Boxscorus | How Our Soccer Predictions Work: BXS, Draws, and 10,000 Simulated Seasons

soccer

How Our Soccer Predictions Work: BXS, Draws, and 10,000 Simulated Seasons

From a chess rating system to forecasting relegation across 34 leagues.

Greg Lamp · February 24, 2026

I check the EPL rankings table every morning with coffee. Last Tuesday, I saw something that made me put the mug down: Tottenham Hotspur, a club that finished in the top 6 for roughly a decade straight, sitting in the bottom three with five consecutive losses. The model gave them a 27% chance of relegation. Spurs. Relegated. That number felt absurd and completely reasonable at the same time.

That's what a good prediction model should do. Not just confirm what you already know, but force you to confront what the math actually says. The original Boxscorus model only covered MLB. But after FiveThirtyEight shut down and took the best public soccer predictions with it, I wanted to fill the gap.
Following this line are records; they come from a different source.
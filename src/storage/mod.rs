//! Typed, validated persistence over a key-value storage backend.
//!
//! Every value is written inside a versioned envelope:
//!
//! ```text
//! readshelf_readingLists = {"data": {...}, "timestamp": 1718000000000, "version": 1}
//! ```
//!
//! Keys are namespaced under a fixed prefix so bulk operations never touch
//! data that belongs to someone else.

pub mod backend;
pub mod merge;
pub mod schema;
pub mod service;

use serde::{Deserialize, Serialize};
use thiserror::Error;

pub use backend::{BackendError, FileBackend, MemoryBackend, StorageBackend};
pub use schema::{Property, Schema, SchemaRegistry, SchemaViolation, TypedCheck, ValueType};
pub use service::{
    ImportOptions, ImportReport, Loaded, PersistenceService, SaveOptions, StorageStats,
};

/// Current envelope format version
pub const FORMAT_VERSION: u32 = 1;

/// Application name written into backups
pub const APP_NAME: &str = "readshelf";

/// Default key namespace
pub const DEFAULT_PREFIX: &str = "readshelf_";

/// Assumed substrate capacity (5 MiB)
pub const DEFAULT_CAPACITY_BYTES: usize = 5 * 1024 * 1024;

/// Longest search history kept under [`keys::SEARCH_HISTORY`]
pub const MAX_SEARCH_HISTORY: usize = 50;

/// Well-known storage keys
pub mod keys {
    pub const READING_LISTS: &str = "readingLists";
    pub const PREFERENCES: &str = "preferences";
    pub const SEARCH_HISTORY: &str = "searchHistory";
}

/// The on-disk envelope around every persisted value
#[derive(Debug, Clone, PartialEq, Serialize, Deserialize)]
pub struct StoredRecord<T> {
    pub data: T,

    /// Write time, milliseconds since the Unix epoch
    pub timestamp: i64,

    pub version: u32,
}

impl<T> StoredRecord<T> {
    /// Wrap data with the current time and format version
    pub fn new(data: T) -> Self {
        Self {
            data,
            timestamp: chrono::Utc::now().timestamp_millis(),
            version: FORMAT_VERSION,
        }
    }
}

/// Errors surfaced by the persistence service
#[derive(Debug, Error)]
pub enum StorageError {
    #[error("Storage is not available")]
    Unavailable,

    #[error("Storage quota exceeded while writing '{key}'")]
    QuotaExceeded { key: String },

    #[error("Validation failed for '{key}': {violation}")]
    ValidationFailed {
        key: String,
        violation: SchemaViolation,
    },

    #[error("Import rejected, no key passed validation: {}", .warnings.join("; "))]
    ImportRejected { warnings: Vec<String> },

    #[error("Failed to parse stored data: {0}")]
    Parse(String),

    #[error("Storage error: {0}")]
    Unknown(String),
}

impl StorageError {
    /// Stable error code for display and logs
    pub fn code(&self) -> &'static str {
        match self {
            Self::Unavailable => "STORAGE_UNAVAILABLE",
            Self::QuotaExceeded { .. } => "QUOTA_EXCEEDED",
            Self::ValidationFailed { .. } | Self::ImportRejected { .. } => "VALIDATION_FAILED",
            Self::Parse(_) => "PARSE_ERROR",
            Self::Unknown(_) => "UNKNOWN",
        }
    }

    /// Wrap a backend failure that happened while touching `key`
    pub(crate) fn from_backend(key: &str, err: BackendError) -> Self {
        match err {
            BackendError::QuotaExceeded => Self::QuotaExceeded {
                key: key.to_string(),
            },
            BackendError::Unavailable => Self::Unavailable,
            other => Self::Unknown(other.to_string()),
        }
    }
}

#[cfg(test)]
mod tests {
    use super::*;

    #[test]
    fn test_error_codes() {
        assert_eq!(StorageError::Unavailable.code(), "STORAGE_UNAVAILABLE");
        assert_eq!(
            StorageError::QuotaExceeded { key: "k".into() }.code(),
            "QUOTA_EXCEEDED"
        );
        assert_eq!(
            StorageError::ImportRejected { warnings: vec![] }.code(),
            "VALIDATION_FAILED"
        );
        assert_eq!(StorageError::Parse("bad".into()).code(), "PARSE_ERROR");
    }

    #[test]
    fn test_backend_error_mapping() {
        let err = StorageError::from_backend("prefs", BackendError::QuotaExceeded);
        assert!(matches!(err, StorageError::QuotaExceeded { ref key } if key == "prefs"));

        let err = StorageError::from_backend("prefs", BackendError::Unavailable);
        assert!(matches!(err, StorageError::Unavailable));
    }

    #[test]
    fn test_record_envelope_shape() {
        let record = StoredRecord::new(serde_json::json!({"a": 1}));
        let json = serde_json::to_value(&record).unwrap();

        assert_eq!(json["version"], 1);
        assert_eq!(json["data"]["a"], 1);
        assert!(json["timestamp"].as_i64().unwrap() > 0);
    }
}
So I built a BXS system that covers 34 soccer leagues, from the Premier League to the Chilean Primera, with three-way match probabilities and full season simulations.

This post explains how all of it works under the hood.

So What Happens When You Build a Chess Rating for Soccer?

ELO ratings were invented for chess. Two players, one winner, one loser. The formula is clean: after each game, the winner gains points and the loser loses them, scaled by how surprising the result was. A grandmaster beating a club player? Tiny adjustment. A club player beating a grandmaster? Massive swing.

Soccer has a problem chess doesn't: draws. About 26% of Premier League matches end level. That's roughly one in four games where nobody wins. A naive ELO system treats a draw as half a win for each side. That works for updating ratings, but it can't actually predict how often draws happen. And if you want to forecast league tables (where a draw gives 1 point and a win gives 3), you absolutely need draw probabilities. A model that says "55% home, 45% away" is leaving money on the table when the true split is "42% home, 26% draw, 32% away."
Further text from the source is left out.